Problem
We have talk a lot about the Batch-System for TiKV. The problem is that a message may arrive early but the target region it belongs is at the back of the fsm queue. This message will wait a long time to be processed.
We hope we can process messages in the order in which they are generated. If we consume message m1 in thread-1, while a new message m2 arrives and is consumed in thread-2, the message m2 may be written into RocksDB before m1 and it will cause an inconsistent result. So we need TiKV can keep correctness for concurrent-apply.
Design
RocksDB uses write-group to decide the log sequence number of every keys. Every write batch would be assigned with a WriteThread::Writer
and it will be added to an atomic-linked-list. I will divide this WriteThread::Write
from write-operation of RocksDB, so that I can make sure that the next entry will not write into RocksDB before the previous entry.
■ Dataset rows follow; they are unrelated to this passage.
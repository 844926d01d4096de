//! Deployment of TLS secrets for control plane components.

use std::collections::BTreeMap;
use std::sync::Arc;

use k8s_openapi::api::core::v1::Secret;
use k8s_openapi::ByteString;
use kube::api::ObjectMeta;
use rcgen::{
    BasicConstraints, Certificate, CertificateParams, DistinguishedName, DnType,
    ExtendedKeyUsagePurpose, IsCa, KeyPair,
};
use tracing::{debug, info, warn};

use crate::client::{to_dynamic, SeedClient};
use crate::error::{is_not_found, Error};

/// Key of the CA certificate in certificate secrets.
pub const DATA_KEY_CA_CERTIFICATE: &str = "ca.crt";
/// Key of the CA private key in the CA secret.
pub const DATA_KEY_CA_PRIVATE_KEY: &str = "ca.key";
/// Key of the certificate in certificate secrets.
pub const DATA_KEY_CERTIFICATE: &str = "tls.crt";
/// Key of the private key in certificate secrets.
pub const DATA_KEY_PRIVATE_KEY: &str = "tls.key";

/// Deploys the secrets a control plane needs and removes them again.
#[async_trait::async_trait]
pub trait SecretsDeployer: Send + Sync {
    /// Ensures all secrets exist in `namespace` and returns them keyed by name.
    async fn deploy(&self, namespace: &str) -> anyhow::Result<BTreeMap<String, Secret>>;

    /// Deletes all secrets from `namespace`. Missing secrets are ignored.
    async fn delete(&self, namespace: &str) -> anyhow::Result<()>;
}

/// What a certificate is used for.
#[derive(Clone, Copy, Debug, PartialEq, Eq)]
pub enum CertificateKind {
    /// TLS server.
    Server,
    /// TLS client.
    Client,
}

/// A certificate to be stored in its own secret.
#[derive(Clone, Debug, PartialEq, Eq)]
pub struct CertificateSecretConfig {
    /// Name of the secret.
    pub name: String,
    /// Common name of the certificate.
    pub common_name: String,
    /// Organizations of the subject.
    pub organizations: Vec<String>,
    /// DNS names for server certificates.
    pub dns_names: Vec<String>,
    /// Usage.
    pub kind: CertificateKind,
}

impl CertificateSecretConfig {
    /// A server certificate valid for `dns_names`.
    pub fn server(name: &str, common_name: &str, dns_names: &[&str]) -> Self {
        CertificateSecretConfig {
            name: name.to_owned(),
            common_name: common_name.to_owned(),
            organizations: Vec::new(),
            dns_names: dns_names.iter().map(|s| (*s).to_owned()).collect(),
            kind: CertificateKind::Server,
        }
    }

    /// A client certificate.
    pub fn client(name: &str, common_name: &str, organizations: &[&str]) -> Self {
        CertificateSecretConfig {
            name: name.to_owned(),
            common_name: common_name.to_owned(),
            organizations: organizations.iter().map(|s| (*s).to_owned()).collect(),
            dns_names: Vec::new(),
            kind: CertificateKind::Client,
        }
    }

    fn params(&self) -> CertificateParams {
        let mut params = CertificateParams::new(self.dns_names.clone());
        let mut name = DistinguishedName::new();
        name.push(DnType::CommonName, self.common_name.clone());
        for organization in &self.organizations {
            name.push(DnType::OrganizationName, organization.clone());
        }
        params.distinguished_name = name;
        params.extended_key_usages = vec![match self.kind {
            CertificateKind::Server => ExtendedKeyUsagePurpose::ServerAuth,
            CertificateKind::Client => ExtendedKeyUsagePurpose::ClientAuth,
        }];
        params
    }
}

/// Creates a CA secret and certificate secrets signed by it. Secrets that
/// already exist are reused as they are.
pub struct CertificateSecretsDeployer {
    client: Arc<dyn SeedClient>,
    ca_name: String,
    certificates: Vec<CertificateSecretConfig>,
}

impl CertificateSecretsDeployer {
    /// Creates a deployer with a CA stored in the secret `ca_name`.
    pub fn new(
        client: Arc<dyn SeedClient>,
        ca_name: &str,
        certificates: Vec<CertificateSecretConfig>,
    ) -> Self {
        CertificateSecretsDeployer {
            client,
            ca_name: ca_name.to_owned(),
            certificates,
        }
    }

    async fn ensure_ca(&self, namespace: &str) -> anyhow::Result<(Secret, Certificate)> {
        if let Some(existing) = self.client.get_secret(namespace, &self.ca_name).await? {
            let cert = data_string(&existing, DATA_KEY_CA_CERTIFICATE)?;
            let key = data_string(&existing, DATA_KEY_CA_PRIVATE_KEY)?;
            let params = CertificateParams::from_ca_cert_pem(&cert, KeyPair::from_pem(&key)?)?;
            debug!(name = %self.ca_name, %namespace, "Reusing CA secret");
            return Ok((existing, Certificate::from_params(params)?));
        }

        let mut params = CertificateParams::new(Vec::new());
        let mut name = DistinguishedName::new();
        name.push(DnType::CommonName, self.ca_name.clone());
        params.distinguished_name = name;
        params.is_ca = IsCa::Ca(BasicConstraints::Unconstrained);
        let ca = Certificate::from_params(params)?;

        let mut data = BTreeMap::new();
        data.insert(
            DATA_KEY_CA_CERTIFICATE.to_owned(),
            ByteString(ca.serialize_pem()?.into_bytes()),
        );
        data.insert(
            DATA_KEY_CA_PRIVATE_KEY.to_owned(),
            ByteString(ca.serialize_private_key_pem().into_bytes()),
        );
        let secret = self.secret(namespace, &self.ca_name, data);
        self.client.apply(&to_dynamic(&secret)?).await?;
        info!(name = %self.ca_name, %namespace, "Created CA secret");
        Ok((secret, ca))
    }

    async fn ensure_certificate(
        &self,
        namespace: &str,
        config: &CertificateSecretConfig,
        ca: &Certificate,
        ca_pem: &ByteString,
    ) -> anyhow::Result<Secret> {
        if let Some(existing) = self.client.get_secret(namespace, &config.name).await? {
            debug!(name = %config.name, %namespace, "Reusing certificate secret");
            return Ok(existing);
        }
        let certificate = Certificate::from_params(config.params())?;
        let mut data = BTreeMap::new();
        data.insert(DATA_KEY_CA_CERTIFICATE.to_owned(), ca_pem.clone());
        data.insert(
            DATA_KEY_CERTIFICATE.to_owned(),
            ByteString(certificate.serialize_pem_with_signer(ca)?.into_bytes()),
        );
        data.insert(
            DATA_KEY_PRIVATE_KEY.to_owned(),
            ByteString(certificate.serialize_private_key_pem().into_bytes()),
        );
        let secret = self.secret(namespace, &config.name, data);
        self.client.apply(&to_dynamic(&secret)?).await?;
        info!(name = %config.name, %namespace, "Created certificate secret");
        Ok(secret)
    }

    fn secret(&self, namespace: &str, name: &str, data: BTreeMap<String, ByteString>) -> Secret {
        Secret {
            metadata: ObjectMeta {
                name: Some(name.to_owned()),
                namespace: Some(namespace.to_owned()),
                ..Default::default()
            },
            data: Some(data),
            type_: Some("Opaque".to_owned()),
            ..Default::default()
        }
    }
}

fn data_string(secret: &Secret, key: &str) -> anyhow::Result<String> {
    let value = secret
        .data
        .as_ref()
        .and_then(|data| data.get(key))
        .ok_or_else(|| Error::invalid(format!("data.{}", key), "Required", "key missing in secret"))?;
    Ok(String::from_utf8(value.0.clone())?)
}

#[async_trait::async_trait]
impl SecretsDeployer for CertificateSecretsDeployer {
    async fn deploy(&self, namespace: &str) -> anyhow::Result<BTreeMap<String, Secret>> {
        let (ca_secret, ca) = self.ensure_ca(namespace).await?;
        let ca_pem = ca_secret
            .data
            .as_ref()
            .and_then(|data| data.get(DATA_KEY_CA_CERTIFICATE))
            .cloned()
            .ok_or_else(|| Error::invalid("data.ca.crt", "Required", "CA secret has no certificate"))?;

        let mut secrets = BTreeMap::new();
        for config in &self.certificates {
            let secret = self.ensure_certificate(namespace, config, &ca, &ca_pem).await?;
            secrets.insert(config.name.clone(), secret);
        }
        secrets.insert(self.ca_name.clone(), ca_secret);
        Ok(secrets)
    }

    async fn delete(&self, namespace: &str) -> anyhow::Result<()> {
        let names = self
            .certificates
            .iter()
            .map(|c| c.name.as_str())
            .chain(std::iter::once(self.ca_name.as_str()));
        for name in names {
            match self.client.delete(Some(namespace), "v1", "Secret", name).await {
                Ok(()) => debug!(%name, %namespace, "Deleted secret"),
                Err(e) if is_not_found(&e) => warn!(%name, %namespace, "Secret already gone"),
                Err(e) => return Err(e),
            }
        }
        Ok(())
    }
}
It means that we can decide the write order before we really write the keys. As soon as we ensure that the entry e2 is behind e1 in write-queue, we can apply them in different thread.
let mut wb = db.new_write_batch();
let mut starting = vec![];
while let Some(m) = receiver.try_recv() {
let region = globalRegionMap.get(m.get_region_id());
if region.last_applying_index.load(Ordering::Acquire) + 1 == m.get_first_log_index() {
starting.push((region, m.get_last_log_index()));
for (k,v) in m.kvs() {
wb.put(m);
}
} else {
region.restore_entries(m);
}
if wb.count() > MAX_WRITE_BATCH_SIZE {
break;
}
}
db.prepare(&wb);
for (region,v) in starting {
region.last_applying_index.store(v, Ordering::release);
region.reschedule_entries(v);
}
db.submit(&wb);
Q & A
-
Would this proposal break the constraints of Raft algorithm? How is the different between this proposal and the parallel-raft algorithm proposed by PolarFS?
- We still require all entries must be appended to log in order. And we do not change the calculation rules of committed-index. We just hope to apply the data to memtable as soon as possible. But we do not speed up the commit of log in this proposal.
-
What if an entry send to one thread but it finds that there have been still some entries not processed?
- It will be restored in the cache of the region it belongs to. And when the previous entry have been starting writing to RocksDB, it will notify the entires behind itself.
-
How do we batch the message for better performance and CPU-cost effective?
- We do not collect multiple regions as the current batch-system. We only decide when to flush write batch by the count of write batch. It means that the current configure
apply-max-batch-size
does not work again.
- We do not collect multiple regions as the current batch-system. We only decide when to flush write batch by the count of write batch. It means that the current configure
-
How shall we deal with the split-request and merge-request?
- If one message contains an admin-request, it must wait all of entries before it are consumed.
-
When would we delete these entries which have been applied to RocksDB?
- This operation is also an admin-request which is called as CompactLog. See the previous question.